▶ DESCRIPTION OF THE TASK
Report each line of the data below in which "with" appears.

┏━━

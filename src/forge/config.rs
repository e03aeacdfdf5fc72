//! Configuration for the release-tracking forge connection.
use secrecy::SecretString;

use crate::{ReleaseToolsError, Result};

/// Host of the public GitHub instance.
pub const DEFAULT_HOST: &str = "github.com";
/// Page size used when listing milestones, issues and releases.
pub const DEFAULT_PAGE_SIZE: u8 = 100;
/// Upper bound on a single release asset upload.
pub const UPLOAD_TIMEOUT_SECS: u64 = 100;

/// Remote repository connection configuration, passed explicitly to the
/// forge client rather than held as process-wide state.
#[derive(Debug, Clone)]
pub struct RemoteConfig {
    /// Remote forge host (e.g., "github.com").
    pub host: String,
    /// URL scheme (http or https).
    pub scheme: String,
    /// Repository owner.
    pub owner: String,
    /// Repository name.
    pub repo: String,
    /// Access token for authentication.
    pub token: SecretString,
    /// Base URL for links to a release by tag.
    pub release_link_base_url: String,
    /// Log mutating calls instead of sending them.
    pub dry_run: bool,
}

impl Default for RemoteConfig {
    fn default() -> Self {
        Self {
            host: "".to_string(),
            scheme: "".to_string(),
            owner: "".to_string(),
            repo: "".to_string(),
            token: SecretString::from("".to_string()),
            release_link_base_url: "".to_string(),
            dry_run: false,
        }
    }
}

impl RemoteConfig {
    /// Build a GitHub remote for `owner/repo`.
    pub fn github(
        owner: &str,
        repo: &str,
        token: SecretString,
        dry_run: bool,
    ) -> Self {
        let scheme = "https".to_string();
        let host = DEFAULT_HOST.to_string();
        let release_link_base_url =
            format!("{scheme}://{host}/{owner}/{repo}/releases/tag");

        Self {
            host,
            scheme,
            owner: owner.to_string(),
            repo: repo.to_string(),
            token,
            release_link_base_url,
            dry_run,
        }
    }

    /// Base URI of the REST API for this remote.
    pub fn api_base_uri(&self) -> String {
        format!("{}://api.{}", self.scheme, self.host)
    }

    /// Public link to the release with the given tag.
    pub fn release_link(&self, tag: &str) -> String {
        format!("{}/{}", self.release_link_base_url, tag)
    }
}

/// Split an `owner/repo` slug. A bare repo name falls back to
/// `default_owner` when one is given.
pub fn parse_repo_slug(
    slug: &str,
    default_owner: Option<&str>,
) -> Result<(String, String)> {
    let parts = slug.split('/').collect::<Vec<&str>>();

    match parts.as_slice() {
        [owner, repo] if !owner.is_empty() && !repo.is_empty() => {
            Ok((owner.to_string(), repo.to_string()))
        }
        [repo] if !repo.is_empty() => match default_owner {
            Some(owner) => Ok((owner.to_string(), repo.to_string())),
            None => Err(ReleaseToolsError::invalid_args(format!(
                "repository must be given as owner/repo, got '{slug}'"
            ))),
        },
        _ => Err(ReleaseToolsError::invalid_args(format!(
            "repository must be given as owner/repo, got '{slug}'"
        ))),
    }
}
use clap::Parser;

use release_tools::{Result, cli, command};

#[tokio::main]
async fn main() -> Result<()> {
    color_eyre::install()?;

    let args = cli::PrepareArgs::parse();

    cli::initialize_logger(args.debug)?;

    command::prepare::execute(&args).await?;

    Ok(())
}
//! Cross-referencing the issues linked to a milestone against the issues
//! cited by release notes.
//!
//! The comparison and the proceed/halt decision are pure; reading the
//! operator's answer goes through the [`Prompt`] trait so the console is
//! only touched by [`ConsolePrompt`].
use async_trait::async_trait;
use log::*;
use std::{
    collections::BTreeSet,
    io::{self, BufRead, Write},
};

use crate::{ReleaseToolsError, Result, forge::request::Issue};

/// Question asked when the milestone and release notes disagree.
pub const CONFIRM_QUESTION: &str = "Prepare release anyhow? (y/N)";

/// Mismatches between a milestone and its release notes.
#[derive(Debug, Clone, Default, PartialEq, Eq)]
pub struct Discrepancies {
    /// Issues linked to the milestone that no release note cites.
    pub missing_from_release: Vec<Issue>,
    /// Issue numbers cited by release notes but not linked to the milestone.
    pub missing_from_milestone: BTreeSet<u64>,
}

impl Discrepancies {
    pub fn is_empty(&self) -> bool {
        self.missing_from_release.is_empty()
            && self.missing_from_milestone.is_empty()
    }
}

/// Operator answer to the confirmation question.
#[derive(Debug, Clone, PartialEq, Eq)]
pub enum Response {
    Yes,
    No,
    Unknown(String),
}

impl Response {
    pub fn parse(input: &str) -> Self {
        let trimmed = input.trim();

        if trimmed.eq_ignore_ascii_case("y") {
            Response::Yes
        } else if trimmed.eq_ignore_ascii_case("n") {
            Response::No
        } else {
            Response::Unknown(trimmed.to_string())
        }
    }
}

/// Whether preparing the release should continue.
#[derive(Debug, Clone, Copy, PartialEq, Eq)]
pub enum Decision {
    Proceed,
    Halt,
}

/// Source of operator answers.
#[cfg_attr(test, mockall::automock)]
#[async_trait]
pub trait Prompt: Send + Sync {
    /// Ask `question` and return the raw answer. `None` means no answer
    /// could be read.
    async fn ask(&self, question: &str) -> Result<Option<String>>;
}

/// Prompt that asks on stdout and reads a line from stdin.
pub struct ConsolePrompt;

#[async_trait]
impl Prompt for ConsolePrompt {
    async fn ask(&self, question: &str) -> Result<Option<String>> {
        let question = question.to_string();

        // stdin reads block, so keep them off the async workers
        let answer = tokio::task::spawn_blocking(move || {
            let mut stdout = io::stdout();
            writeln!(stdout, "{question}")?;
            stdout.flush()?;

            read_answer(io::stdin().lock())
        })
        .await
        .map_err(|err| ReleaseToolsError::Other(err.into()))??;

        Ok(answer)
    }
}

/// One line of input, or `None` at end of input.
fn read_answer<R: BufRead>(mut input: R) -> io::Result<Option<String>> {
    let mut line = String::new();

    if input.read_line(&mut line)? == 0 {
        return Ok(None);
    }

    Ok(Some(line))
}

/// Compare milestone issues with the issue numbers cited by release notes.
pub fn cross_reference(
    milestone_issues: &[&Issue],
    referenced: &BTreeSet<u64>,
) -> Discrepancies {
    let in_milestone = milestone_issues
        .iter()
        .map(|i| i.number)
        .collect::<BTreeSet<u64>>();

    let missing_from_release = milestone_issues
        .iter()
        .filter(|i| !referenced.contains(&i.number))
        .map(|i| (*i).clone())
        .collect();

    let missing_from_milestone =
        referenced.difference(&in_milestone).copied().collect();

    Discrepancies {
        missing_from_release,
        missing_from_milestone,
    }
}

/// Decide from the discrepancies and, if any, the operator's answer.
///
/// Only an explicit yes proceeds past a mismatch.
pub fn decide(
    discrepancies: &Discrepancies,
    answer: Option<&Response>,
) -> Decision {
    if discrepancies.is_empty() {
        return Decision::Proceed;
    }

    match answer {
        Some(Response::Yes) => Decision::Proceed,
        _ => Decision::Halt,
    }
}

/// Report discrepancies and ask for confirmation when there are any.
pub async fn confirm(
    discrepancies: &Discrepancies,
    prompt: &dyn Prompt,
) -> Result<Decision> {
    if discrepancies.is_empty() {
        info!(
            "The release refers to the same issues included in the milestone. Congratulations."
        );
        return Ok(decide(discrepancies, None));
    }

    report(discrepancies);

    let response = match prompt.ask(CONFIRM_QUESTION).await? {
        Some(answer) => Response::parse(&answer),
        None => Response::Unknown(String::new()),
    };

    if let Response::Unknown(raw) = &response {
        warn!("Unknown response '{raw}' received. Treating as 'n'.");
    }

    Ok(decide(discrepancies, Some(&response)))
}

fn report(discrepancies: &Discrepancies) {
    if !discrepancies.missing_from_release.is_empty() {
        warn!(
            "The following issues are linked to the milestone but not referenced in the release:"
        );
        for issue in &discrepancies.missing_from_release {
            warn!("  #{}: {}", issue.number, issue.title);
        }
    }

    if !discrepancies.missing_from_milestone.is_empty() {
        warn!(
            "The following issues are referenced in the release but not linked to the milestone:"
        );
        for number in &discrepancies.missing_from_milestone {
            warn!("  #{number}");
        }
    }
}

┗━━

▶ ANSWER TO THE PROBLEM
    /// Public link to the release with the given tag.
/// Compare milestone issues with the issue numbers cited by release notes.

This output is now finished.